(RECORDS FOR PROCESSING Opens)
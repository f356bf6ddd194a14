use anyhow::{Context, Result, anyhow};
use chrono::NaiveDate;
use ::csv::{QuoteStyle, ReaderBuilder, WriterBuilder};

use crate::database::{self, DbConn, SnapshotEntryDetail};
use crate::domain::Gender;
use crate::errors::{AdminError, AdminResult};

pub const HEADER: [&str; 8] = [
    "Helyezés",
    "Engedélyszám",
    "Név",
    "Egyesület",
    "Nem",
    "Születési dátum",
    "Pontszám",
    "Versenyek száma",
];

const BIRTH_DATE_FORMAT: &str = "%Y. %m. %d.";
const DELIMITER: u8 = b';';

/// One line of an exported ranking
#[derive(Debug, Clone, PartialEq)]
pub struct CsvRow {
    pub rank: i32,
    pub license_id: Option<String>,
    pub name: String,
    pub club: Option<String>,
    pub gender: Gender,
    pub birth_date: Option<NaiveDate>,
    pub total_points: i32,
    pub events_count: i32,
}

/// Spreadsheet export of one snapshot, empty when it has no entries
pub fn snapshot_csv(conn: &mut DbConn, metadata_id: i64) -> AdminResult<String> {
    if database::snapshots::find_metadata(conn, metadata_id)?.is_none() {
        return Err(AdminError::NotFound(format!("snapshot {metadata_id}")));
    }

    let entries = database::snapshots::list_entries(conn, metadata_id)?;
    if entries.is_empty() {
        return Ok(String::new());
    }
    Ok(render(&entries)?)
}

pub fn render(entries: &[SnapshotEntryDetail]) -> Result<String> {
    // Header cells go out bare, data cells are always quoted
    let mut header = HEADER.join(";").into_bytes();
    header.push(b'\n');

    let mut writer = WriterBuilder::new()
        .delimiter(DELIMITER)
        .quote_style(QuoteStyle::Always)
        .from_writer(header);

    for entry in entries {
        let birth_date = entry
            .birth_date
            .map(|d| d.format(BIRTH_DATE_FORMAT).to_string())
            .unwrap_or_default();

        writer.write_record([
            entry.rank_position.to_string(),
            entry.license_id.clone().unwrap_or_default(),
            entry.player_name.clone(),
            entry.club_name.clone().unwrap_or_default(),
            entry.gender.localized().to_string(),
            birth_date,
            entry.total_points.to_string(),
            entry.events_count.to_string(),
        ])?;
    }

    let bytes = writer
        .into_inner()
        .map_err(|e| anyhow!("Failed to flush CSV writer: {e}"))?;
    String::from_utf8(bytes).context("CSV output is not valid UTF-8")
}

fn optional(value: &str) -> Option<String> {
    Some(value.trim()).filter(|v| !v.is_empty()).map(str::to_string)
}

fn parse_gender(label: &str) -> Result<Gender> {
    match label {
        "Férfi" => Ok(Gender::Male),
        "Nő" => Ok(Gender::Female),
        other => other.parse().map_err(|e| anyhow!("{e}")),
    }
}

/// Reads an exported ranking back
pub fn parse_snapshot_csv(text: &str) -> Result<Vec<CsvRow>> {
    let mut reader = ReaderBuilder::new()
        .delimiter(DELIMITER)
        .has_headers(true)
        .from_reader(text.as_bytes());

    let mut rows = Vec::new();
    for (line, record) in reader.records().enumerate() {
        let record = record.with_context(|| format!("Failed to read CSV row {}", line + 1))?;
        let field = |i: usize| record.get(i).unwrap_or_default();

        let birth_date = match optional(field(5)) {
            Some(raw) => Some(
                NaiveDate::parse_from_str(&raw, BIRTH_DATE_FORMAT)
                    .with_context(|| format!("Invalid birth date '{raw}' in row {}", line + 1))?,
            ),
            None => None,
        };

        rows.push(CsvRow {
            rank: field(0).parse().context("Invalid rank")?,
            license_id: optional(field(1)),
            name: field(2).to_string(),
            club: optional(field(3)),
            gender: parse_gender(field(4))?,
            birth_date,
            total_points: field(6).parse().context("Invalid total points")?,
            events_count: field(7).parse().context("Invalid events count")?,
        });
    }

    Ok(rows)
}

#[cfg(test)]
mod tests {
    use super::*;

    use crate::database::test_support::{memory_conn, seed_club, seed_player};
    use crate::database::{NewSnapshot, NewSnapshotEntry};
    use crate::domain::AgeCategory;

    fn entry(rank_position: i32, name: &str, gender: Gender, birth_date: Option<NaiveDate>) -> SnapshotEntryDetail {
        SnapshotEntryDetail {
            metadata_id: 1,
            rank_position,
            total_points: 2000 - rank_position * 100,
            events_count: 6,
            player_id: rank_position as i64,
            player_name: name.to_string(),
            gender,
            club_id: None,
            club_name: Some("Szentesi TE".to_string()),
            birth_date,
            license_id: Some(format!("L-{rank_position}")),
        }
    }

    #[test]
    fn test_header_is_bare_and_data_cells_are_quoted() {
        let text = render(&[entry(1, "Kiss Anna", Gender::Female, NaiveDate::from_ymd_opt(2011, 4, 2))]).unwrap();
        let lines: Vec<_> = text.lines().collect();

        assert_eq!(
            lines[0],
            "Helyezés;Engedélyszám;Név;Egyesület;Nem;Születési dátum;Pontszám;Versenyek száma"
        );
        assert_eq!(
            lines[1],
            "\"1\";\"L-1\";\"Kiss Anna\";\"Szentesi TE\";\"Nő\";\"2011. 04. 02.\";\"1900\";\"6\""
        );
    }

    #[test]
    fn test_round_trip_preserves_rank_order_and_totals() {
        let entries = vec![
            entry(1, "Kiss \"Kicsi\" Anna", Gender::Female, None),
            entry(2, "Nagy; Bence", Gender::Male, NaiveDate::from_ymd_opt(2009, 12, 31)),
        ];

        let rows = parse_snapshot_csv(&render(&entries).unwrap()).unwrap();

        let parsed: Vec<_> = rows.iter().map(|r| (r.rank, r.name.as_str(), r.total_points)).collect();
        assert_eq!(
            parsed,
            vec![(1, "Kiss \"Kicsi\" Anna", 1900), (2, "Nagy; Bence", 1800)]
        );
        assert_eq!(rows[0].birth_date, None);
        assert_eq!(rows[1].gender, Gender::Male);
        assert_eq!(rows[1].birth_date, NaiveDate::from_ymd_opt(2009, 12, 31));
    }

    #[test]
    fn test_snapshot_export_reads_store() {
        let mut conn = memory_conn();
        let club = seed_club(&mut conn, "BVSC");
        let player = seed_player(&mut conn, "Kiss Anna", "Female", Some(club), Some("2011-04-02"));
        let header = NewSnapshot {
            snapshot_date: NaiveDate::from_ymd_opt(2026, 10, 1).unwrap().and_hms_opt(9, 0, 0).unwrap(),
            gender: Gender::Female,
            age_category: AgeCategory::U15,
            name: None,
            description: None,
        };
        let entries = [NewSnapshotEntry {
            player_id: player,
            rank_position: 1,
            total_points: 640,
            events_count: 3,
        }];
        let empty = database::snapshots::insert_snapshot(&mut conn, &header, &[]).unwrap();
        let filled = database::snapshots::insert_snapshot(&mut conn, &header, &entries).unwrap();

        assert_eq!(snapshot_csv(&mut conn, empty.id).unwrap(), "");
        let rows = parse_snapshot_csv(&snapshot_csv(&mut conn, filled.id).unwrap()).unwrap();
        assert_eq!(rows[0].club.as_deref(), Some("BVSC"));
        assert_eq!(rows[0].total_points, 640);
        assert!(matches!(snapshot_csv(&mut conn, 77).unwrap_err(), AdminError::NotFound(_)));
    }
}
(RECORDS FOR PROCESSING Closes)
### WHAT TO DO
Retrieve every line above holding the word "exported".

### TASK RESULT
/// One line of an exported ranking
/// Reads an exported ranking back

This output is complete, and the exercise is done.